YOUR OBJECTIVE: Your reply should be the complete data, reproduced exactly.

DATA EXCERPTS:
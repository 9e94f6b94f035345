use std::fmt;

use oasprims_schema::{SchemaError, ValidationError, Violation};

use crate::models::Location;

/// Request-side failure: parameter and body problems, reported together.
#[derive(Debug, Clone, PartialEq, thiserror::Error)]
pub struct UnmarshalError {
    pub parameter_errors: Vec<Violation>,
    pub request_body_errors: Vec<Violation>,
}

impl UnmarshalError {
    pub fn is_empty(&self) -> bool {
        self.parameter_errors.is_empty() && self.request_body_errors.is_empty()
    }

    /// All violations, parameters first.
    pub fn violations(&self) -> impl Iterator<Item = &Violation> {
        self.parameter_errors
            .iter()
            .chain(&self.request_body_errors)
    }
}

impl fmt::Display for UnmarshalError {
    fn fmt(&self, f: &mut fmt::Formatter<'_>) -> fmt::Result {
        write!(
            f,
            "request did not match its definition ({} parameter error(s), {} request body error(s))",
            self.parameter_errors.len(),
            self.request_body_errors.len()
        )?;
        if let Some(first) = self.violations().next() {
            write!(f, ": {first}")?;
        }
        Ok(())
    }
}

/// Errors raised while unmarshaling or validating HTTP messages.
#[derive(Debug, Clone, PartialEq, thiserror::Error)]
pub enum MessageError {
    /// Data did not satisfy the definition (response side, or a single stage).
    #[error("{0}")]
    Validation(#[from] ValidationError),

    /// Request parameters and/or body did not satisfy the definition.
    #[error("{0}")]
    Unmarshal(#[from] UnmarshalError),

    /// The content's media type has no entry in the content map.
    #[error("undocumented media type: {}", media_type.as_deref().unwrap_or("<none>"))]
    UndocumentedMediaType { media_type: Option<String> },

    /// Neither the status code nor `default` is documented.
    #[error("undocumented response status: {status_code}")]
    UndocumentedResponse { status_code: u16 },

    /// No value and no default exist for a parameter.
    #[error("parameter {name} not found in {location}")]
    MissingParameter { location: Location, name: String },

    /// A parameter, request body or response definition is malformed.
    #[error("invalid definition: {0}")]
    InvalidDefinition(String),

    /// A schema could not be used as given (compile failure, array without items).
    #[error(transparent)]
    Schema(SchemaError),
}

impl From<SchemaError> for MessageError {
    fn from(err: SchemaError) -> Self {
        match err {
            SchemaError::Invalid(err) => MessageError::Validation(err),
            other => MessageError::Schema(other),
        }
    }
}

pub type Result<T> = std::result::Result<T, MessageError>;

/// Split an outcome into violations to accumulate and errors to propagate.
pub(crate) fn collect_violations<T>(
    result: Result<T>,
    sink: &mut Vec<Violation>,
) -> Result<Option<T>> {
    match result {
        Ok(value) => Ok(Some(value)),
        Err(MessageError::Validation(err)) => {
            sink.extend(err.into_errors());
            Ok(None)
        }
        Err(err) => Err(err),
    }
}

RESPONSE TO THE EXERCISE:
repository 9e94f6b94f035345
use std::fmt;

use oasprims_schema::{SchemaError, ValidationError, Violation};

use crate::models::Location;

/// Request-side failure: parameter and body problems, reported together.
#[derive(Debug, Clone, PartialEq, thiserror::Error)]
pub struct UnmarshalError {
    pub parameter_errors: Vec<Violation>,
    pub request_body_errors: Vec<Violation>,
}

impl UnmarshalError {
    pub fn is_empty(&self) -> bool {
        self.parameter_errors.is_empty() && self.request_body_errors.is_empty()
    }

    /// All violations, parameters first.
    pub fn violations(&self) -> impl Iterator<Item = &Violation> {
        self.parameter_errors
            .iter()
            .chain(&self.request_body_errors)
    }
}

impl fmt::Display for UnmarshalError {
    fn fmt(&self, f: &mut fmt::Formatter<'_>) -> fmt::Result {
        write!(
            f,
            "request did not match its definition ({} parameter error(s), {} request body error(s))",
            self.parameter_errors.len(),
            self.request_body_errors.len()
        )?;
        if let Some(first) = self.violations().next() {
            write!(f, ": {first}")?;
        }
        Ok(())
    }
}

/// Errors raised while unmarshaling or validating HTTP messages.
#[derive(Debug, Clone, PartialEq, thiserror::Error)]
pub enum MessageError {
    /// Data did not satisfy the definition (response side, or a single stage).
    #[error("{0}")]
    Validation(#[from] ValidationError),

    /// Request parameters and/or body did not satisfy the definition.
    #[error("{0}")]
    Unmarshal(#[from] UnmarshalError),

    /// The content's media type has no entry in the content map.
    #[error("undocumented media type: {}", media_type.as_deref().unwrap_or("<none>"))]
    UndocumentedMediaType { media_type: Option<String> },

    /// Neither the status code nor `default` is documented.
    #[error("undocumented response status: {status_code}")]
    UndocumentedResponse { status_code: u16 },

    /// No value and no default exist for a parameter.
    #[error("parameter {name} not found in {location}")]
    MissingParameter { location: Location, name: String },

    /// A parameter, request body or response definition is malformed.
    #[error("invalid definition: {0}")]
    InvalidDefinition(String),

    /// A schema could not be used as given (compile failure, array without items).
    #[error(transparent)]
    Schema(SchemaError),
}

impl From<SchemaError> for MessageError {
    fn from(err: SchemaError) -> Self {
        match err {
            SchemaError::Invalid(err) => MessageError::Validation(err),
            other => MessageError::Schema(other),
        }
    }
}

pub type Result<T> = std::result::Result<T, MessageError>;

/// Split an outcome into violations to accumulate and errors to propagate.
pub(crate) fn collect_violations<T>(
    result: Result<T>,
    sink: &mut Vec<Violation>,
) -> Result<Option<T>> {
    match result {
        Ok(value) => Ok(Some(value)),
        Err(MessageError::Validation(err)) => {
            sink.extend(err.into_errors());
            Ok(None)
        }
        Err(err) => Err(err),
    }
}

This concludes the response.